Mas, essa situação foi logo resolvida. Num certo dia de sol claro, o medo foi aos poucos se transformando em espanto para, finalmente, transformar-se em alegria, quando, de repente, Andiroba recebe novamente uma de suas figuras mais ilustres, não em forma de assombração, mas em carne e osso (mais osso do que carne,é verdade). Eis que aparece o Baiano, “vivinho da silva” e já sem a faixa na cabeça que tanto passeou nas mentes dos Andirobenses.
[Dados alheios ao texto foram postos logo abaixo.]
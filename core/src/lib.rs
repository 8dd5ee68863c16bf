//! # ShipTrack Core
//!
//! Credential issuance and refresh token rotation for the ShipTrack backend.
//! This crate contains domain entities, the token and credential services,
//! store interfaces with in-memory implementations, and error types.

pub mod domain;
pub mod services;
pub mod repositories;
pub mod errors;

// Re-export commonly used types for convenience
pub use domain::entities::{
    AccessTokenClaims, ClaimValue, RefreshTokenParts, RefreshTokenRecord, Revocation, RevocationReason,
    TokenState,
};
pub use domain::value_objects::{AuditInfo, BuiltClaims, ClaimSet, CredentialPair};
pub use errors::{DomainError, DomainResult, TokenError, ValidationError};
pub use repositories::{
    CommitReport, InMemoryTokenStore, InMemoryUserDirectory, RecordPredicate, RefreshTokenStore,
    StoreOperation, UserDirectory,
};
pub use services::{
    AccessTokenIssuer, ClaimsBuilder, Clock, CredentialService, ExtraClaims, ManualClock,
    RefreshTokenRotator, StaleTokenReaper, SystemClock, TokenServiceConfig,
};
Naquele momento, de chapéu tampando as feridas já bem cicatrizadas na cabeça, conta a todos toda a trajetória nos hospitais e sua rápida recuperação admirada pelos médicos e enfermeiros. Portanto, o boato inverídico não foi o de sua aparição em forma de assombração, mas o de sua morte.

Assim, termina este pequeno “causo” com um final feliz e hoje, passado mais de um ano e meio do ocorrido, o Baiano continua trabalhando muito, apreciando uma(s) boa(s) dose(s) de cachaça (o tal licorzinho alambicado), uma Skol gelada, um chapéu de peão/boiadeiro, um bom cavalo arriado e uma narração de rodeio acompanhada de uma boa música caipira.

Entretanto, quando o assunto é mulher e paixão, o Baiano muda logo de assunto, demonstrando claramente que o trauma ainda não passou completamente.

Mas parece que as coisas estão mudando para o Baiano neste ano novo que se inicia. Ou seja, com sua história publicada num Blog com fotos (andirobaexiste) e seu vídeo divulgado no Youtube, o mundo inteiro vai conhecê-lo e, quem sabe, outra paixão tomará conta de seu coração traumatizado, mas romântico e cheio de amor para dar. FIM.